• [Required work]: Return, from the data below, each line that contains the word "bool".

• [Given records]:
//! In-memory repository for dependency edges.

use async_trait::async_trait;
use std::sync::{Arc, RwLock};

use crate::dependency::{
    domain::DependencyEdge,
    ports::{DependencyEdgeRepository, DependencyRepositoryError, DependencyRepositoryResult},
};
use crate::task::domain::TaskIdentity;

/// Thread-safe in-memory dependency edge repository.
///
/// Edges are kept in insertion order so [`DependencyEdgeRepository::load_edges`]
/// returns them oldest first.
#[derive(Debug, Clone, Default)]
pub struct InMemoryDependencyRepository {
    edges: Arc<RwLock<Vec<DependencyEdge>>>,
}

impl InMemoryDependencyRepository {
    /// Creates an empty in-memory repository.
    #[must_use]
    pub fn new() -> Self {
        Self::default()
    }

    /// Creates a repository seeded with edges, bypassing all validation.
    ///
    /// Useful for simulating previously persisted (possibly corrupt) data.
    #[must_use]
    pub fn with_edges(edges: impl IntoIterator<Item = DependencyEdge>) -> Self {
        Self {
            edges: Arc::new(RwLock::new(edges.into_iter().collect())),
        }
    }

    /// Returns the number of stored edges.
    #[must_use]
    pub fn len(&self) -> usize {
        self.edges.read().map_or(0, |guard| guard.len())
    }

    /// Returns `true` if no edges are stored.
    #[must_use]
    pub fn is_empty(&self) -> bool {
        self.len() == 0
    }
}

fn connects(edge: &DependencyEdge, predecessor: &TaskIdentity, successor: &TaskIdentity) -> bool {
    edge.predecessor() == predecessor && edge.successor() == successor
}

#[async_trait]
impl DependencyEdgeRepository for InMemoryDependencyRepository {
    async fn save_edge(&self, edge: &DependencyEdge) -> DependencyRepositoryResult<()> {
        let mut edges = self.edges.write().map_err(|err| {
            DependencyRepositoryError::persistence(std::io::Error::other(err.to_string()))
        })?;
        if edges
            .iter()
            .any(|stored| connects(stored, edge.predecessor(), edge.successor()))
        {
            return Err(DependencyRepositoryError::DuplicateEdge {
                predecessor: edge.predecessor().clone(),
                successor: edge.successor().clone(),
            });
        }
        edges.push(edge.clone());
        Ok(())
    }

    async fn delete_edge(
        &self,
        predecessor: &TaskIdentity,
        successor: &TaskIdentity,
    ) -> DependencyRepositoryResult<bool> {
        let mut edges = self.edges.write().map_err(|err| {
            DependencyRepositoryError::persistence(std::io::Error::other(err.to_string()))
        })?;
        let before = edges.len();
        edges.retain(|stored| !connects(stored, predecessor, successor));
        Ok(edges.len() != before)
    }

    async fn load_edges(&self) -> DependencyRepositoryResult<Vec<DependencyEdge>> {
        let edges = self.edges.read().map_err(|err| {
            DependencyRepositoryError::persistence(std::io::Error::other(err.to_string()))
        })?;
        Ok(edges.clone())
    }
}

• [Task solution]:
    pub fn is_empty(&self) -> bool {
fn connects(edge: &DependencyEdge, predecessor: &TaskIdentity, successor: &TaskIdentity) -> bool {
    ) -> DependencyRepositoryResult<bool> {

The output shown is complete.